# [Given entries]
[Start of Attachment]
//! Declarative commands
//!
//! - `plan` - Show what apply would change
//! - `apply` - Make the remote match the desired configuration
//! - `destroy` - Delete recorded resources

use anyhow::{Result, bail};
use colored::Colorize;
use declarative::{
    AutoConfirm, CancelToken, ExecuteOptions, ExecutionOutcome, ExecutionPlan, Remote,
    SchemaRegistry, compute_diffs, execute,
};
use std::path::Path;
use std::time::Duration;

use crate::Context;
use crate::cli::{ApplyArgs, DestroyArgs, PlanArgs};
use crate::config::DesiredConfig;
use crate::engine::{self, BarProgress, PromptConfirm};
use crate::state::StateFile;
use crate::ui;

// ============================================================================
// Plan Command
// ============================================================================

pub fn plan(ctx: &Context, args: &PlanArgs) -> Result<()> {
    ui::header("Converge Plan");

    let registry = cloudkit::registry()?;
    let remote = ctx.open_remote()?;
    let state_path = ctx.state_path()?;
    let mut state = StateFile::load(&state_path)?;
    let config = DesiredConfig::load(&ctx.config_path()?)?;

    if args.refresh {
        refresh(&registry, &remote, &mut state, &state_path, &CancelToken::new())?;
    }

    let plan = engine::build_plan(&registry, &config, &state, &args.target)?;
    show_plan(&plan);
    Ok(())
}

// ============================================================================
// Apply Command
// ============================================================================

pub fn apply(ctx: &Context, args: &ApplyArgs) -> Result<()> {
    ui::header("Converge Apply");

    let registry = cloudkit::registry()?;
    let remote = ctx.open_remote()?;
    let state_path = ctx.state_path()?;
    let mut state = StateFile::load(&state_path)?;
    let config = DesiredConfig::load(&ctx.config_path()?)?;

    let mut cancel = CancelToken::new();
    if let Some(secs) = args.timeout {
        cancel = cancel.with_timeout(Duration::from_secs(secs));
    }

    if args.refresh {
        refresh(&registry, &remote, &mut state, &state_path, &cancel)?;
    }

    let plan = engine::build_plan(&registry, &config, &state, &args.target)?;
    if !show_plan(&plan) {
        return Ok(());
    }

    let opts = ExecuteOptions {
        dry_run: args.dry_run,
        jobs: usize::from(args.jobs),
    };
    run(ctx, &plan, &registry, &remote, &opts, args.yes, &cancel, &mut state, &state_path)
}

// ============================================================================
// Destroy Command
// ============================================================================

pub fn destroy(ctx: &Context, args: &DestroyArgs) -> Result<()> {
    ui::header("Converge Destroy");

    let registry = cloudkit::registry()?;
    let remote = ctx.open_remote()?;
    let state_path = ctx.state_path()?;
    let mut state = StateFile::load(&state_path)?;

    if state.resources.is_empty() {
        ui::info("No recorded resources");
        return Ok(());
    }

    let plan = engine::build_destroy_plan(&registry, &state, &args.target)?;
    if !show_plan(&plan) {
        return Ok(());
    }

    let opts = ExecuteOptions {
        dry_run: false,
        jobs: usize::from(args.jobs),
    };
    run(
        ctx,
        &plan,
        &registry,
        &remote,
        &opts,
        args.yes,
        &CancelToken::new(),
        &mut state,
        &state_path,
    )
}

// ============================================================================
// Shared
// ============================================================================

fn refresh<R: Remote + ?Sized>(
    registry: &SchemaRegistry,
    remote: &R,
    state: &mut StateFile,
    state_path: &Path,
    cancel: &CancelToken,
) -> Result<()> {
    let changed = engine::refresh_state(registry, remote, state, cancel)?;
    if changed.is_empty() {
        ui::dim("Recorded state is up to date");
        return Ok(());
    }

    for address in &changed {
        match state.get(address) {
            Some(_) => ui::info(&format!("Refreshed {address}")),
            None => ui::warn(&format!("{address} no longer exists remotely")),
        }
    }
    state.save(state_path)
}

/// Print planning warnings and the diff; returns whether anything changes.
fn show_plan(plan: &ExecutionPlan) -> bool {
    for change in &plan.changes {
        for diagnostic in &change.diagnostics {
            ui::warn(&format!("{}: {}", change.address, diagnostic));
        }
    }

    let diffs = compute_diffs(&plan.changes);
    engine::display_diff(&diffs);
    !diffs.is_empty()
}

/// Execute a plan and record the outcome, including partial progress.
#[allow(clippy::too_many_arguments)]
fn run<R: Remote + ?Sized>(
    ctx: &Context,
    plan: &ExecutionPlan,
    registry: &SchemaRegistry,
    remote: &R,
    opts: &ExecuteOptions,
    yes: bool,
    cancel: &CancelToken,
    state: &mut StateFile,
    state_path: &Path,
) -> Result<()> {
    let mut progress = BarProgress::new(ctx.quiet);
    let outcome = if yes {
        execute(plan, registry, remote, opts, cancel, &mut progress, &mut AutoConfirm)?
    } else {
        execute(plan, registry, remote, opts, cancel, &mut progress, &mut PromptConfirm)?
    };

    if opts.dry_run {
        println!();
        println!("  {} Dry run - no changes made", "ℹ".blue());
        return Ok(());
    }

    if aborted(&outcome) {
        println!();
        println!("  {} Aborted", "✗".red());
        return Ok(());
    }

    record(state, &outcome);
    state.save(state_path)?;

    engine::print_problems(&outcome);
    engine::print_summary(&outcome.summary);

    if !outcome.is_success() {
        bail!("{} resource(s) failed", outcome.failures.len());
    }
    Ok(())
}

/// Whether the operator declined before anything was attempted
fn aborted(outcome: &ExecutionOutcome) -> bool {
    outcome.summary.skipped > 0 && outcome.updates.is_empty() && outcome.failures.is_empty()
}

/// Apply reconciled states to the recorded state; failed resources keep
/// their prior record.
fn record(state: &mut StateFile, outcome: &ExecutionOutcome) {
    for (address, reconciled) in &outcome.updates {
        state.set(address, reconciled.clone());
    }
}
[End of Attachment]
[Start of Attachment]
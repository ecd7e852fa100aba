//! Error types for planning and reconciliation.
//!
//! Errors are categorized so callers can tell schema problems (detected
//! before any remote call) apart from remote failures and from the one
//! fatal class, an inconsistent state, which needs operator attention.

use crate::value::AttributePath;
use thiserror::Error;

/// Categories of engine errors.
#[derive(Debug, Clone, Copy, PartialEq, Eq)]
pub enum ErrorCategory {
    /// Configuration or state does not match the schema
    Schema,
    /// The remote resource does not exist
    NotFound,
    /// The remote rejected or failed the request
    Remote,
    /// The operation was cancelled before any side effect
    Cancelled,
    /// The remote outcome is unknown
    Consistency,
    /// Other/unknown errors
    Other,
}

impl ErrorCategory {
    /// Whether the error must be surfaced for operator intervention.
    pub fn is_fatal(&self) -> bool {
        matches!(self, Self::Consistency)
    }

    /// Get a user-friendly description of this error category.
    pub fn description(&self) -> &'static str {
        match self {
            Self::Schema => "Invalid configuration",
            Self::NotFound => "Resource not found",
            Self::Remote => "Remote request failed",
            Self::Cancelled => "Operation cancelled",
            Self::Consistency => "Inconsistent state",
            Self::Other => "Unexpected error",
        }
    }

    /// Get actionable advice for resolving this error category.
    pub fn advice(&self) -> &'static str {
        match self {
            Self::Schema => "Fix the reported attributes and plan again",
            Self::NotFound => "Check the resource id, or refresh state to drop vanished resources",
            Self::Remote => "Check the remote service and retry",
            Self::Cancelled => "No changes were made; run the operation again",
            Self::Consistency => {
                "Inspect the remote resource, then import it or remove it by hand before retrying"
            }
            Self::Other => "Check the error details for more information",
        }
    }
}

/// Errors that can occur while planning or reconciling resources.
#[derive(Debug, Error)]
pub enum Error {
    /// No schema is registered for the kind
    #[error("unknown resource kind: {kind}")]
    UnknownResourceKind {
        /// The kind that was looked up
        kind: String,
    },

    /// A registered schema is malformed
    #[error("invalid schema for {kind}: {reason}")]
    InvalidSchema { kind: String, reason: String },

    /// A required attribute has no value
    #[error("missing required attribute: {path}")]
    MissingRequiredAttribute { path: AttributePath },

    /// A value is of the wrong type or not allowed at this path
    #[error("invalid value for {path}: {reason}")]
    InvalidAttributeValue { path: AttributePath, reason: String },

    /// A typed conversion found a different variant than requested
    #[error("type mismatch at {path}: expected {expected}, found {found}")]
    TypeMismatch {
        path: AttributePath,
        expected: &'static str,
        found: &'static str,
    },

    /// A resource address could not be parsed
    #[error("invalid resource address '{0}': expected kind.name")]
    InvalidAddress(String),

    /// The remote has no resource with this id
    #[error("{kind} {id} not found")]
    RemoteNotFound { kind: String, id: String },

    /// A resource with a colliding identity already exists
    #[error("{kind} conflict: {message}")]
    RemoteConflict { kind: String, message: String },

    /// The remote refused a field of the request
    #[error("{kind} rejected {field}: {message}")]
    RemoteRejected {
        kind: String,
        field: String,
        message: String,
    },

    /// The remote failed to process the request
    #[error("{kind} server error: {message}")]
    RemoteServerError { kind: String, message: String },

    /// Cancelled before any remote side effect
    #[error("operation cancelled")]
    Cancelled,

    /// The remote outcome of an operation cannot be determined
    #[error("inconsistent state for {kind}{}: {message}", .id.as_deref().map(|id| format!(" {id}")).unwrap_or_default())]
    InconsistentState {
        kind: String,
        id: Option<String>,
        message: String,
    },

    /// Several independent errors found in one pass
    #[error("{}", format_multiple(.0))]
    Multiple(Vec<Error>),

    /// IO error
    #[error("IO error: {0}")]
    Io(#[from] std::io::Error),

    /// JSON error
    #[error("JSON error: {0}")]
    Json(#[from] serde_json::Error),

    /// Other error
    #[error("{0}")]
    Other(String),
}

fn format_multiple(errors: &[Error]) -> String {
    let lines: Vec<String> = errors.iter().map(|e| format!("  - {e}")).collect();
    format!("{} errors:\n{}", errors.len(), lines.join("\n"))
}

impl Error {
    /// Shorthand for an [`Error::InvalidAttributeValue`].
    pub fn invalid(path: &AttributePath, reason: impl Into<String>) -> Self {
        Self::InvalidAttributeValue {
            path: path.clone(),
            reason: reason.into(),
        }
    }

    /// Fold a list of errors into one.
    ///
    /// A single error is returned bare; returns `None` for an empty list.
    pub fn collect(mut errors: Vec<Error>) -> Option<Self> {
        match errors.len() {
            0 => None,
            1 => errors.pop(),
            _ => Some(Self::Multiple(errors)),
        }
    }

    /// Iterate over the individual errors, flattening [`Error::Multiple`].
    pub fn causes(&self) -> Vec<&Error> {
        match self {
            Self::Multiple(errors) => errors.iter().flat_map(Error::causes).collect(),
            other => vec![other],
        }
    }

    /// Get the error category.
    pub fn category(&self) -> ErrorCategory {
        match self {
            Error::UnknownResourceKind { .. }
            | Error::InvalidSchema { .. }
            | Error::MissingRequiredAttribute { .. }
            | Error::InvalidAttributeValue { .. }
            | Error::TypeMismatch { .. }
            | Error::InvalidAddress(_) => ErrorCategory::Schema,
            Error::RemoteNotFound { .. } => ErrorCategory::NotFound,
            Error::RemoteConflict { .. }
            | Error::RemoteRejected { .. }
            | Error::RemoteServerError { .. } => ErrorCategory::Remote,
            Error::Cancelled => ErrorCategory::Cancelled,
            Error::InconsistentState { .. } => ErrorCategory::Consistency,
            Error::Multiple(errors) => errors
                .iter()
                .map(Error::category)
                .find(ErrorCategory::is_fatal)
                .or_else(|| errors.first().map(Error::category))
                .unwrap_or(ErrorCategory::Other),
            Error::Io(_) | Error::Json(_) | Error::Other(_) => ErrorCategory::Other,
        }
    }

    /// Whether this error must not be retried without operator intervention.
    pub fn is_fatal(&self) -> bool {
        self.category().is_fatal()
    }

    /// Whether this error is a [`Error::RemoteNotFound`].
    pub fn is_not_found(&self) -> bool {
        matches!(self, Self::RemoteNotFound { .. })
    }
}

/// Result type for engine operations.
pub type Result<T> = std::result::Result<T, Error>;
[End of Attachment]
When the line with "engine::display_diff(&diffs);" is reached in the data above, start copying there, and copy each line exactly until the line with "fn aborted(outcome: &ExecutionOutcome)" has been copied; copy nothing else.

    engine::display_diff(&diffs);
    !diffs.is_empty()
}

/// Execute a plan and record the outcome, including partial progress.
#[allow(clippy::too_many_arguments)]
fn run<R: Remote + ?Sized>(
    ctx: &Context,
    plan: &ExecutionPlan,
    registry: &SchemaRegistry,
    remote: &R,
    opts: &ExecuteOptions,
    yes: bool,
    cancel: &CancelToken,
    state: &mut StateFile,
    state_path: &Path,
) -> Result<()> {
    let mut progress = BarProgress::new(ctx.quiet);
    let outcome = if yes {
        execute(plan, registry, remote, opts, cancel, &mut progress, &mut AutoConfirm)?
    } else {
        execute(plan, registry, remote, opts, cancel, &mut progress, &mut PromptConfirm)?
    };

    if opts.dry_run {
        println!();
        println!("  {} Dry run - no changes made", "ℹ".blue());
        return Ok(());
    }

    if aborted(&outcome) {
        println!();
        println!("  {} Aborted", "✗".red());
        return Ok(());
    }

    record(state, &outcome);
    state.save(state_path)?;

    engine::print_problems(&outcome);
    engine::print_summary(&outcome.summary);

    if !outcome.is_success() {
        bail!("{} resource(s) failed", outcome.failures.len());
    }
    Ok(())
}

/// Whether the operator declined before anything was attempted
fn aborted(outcome: &ExecutionOutcome) -> bool {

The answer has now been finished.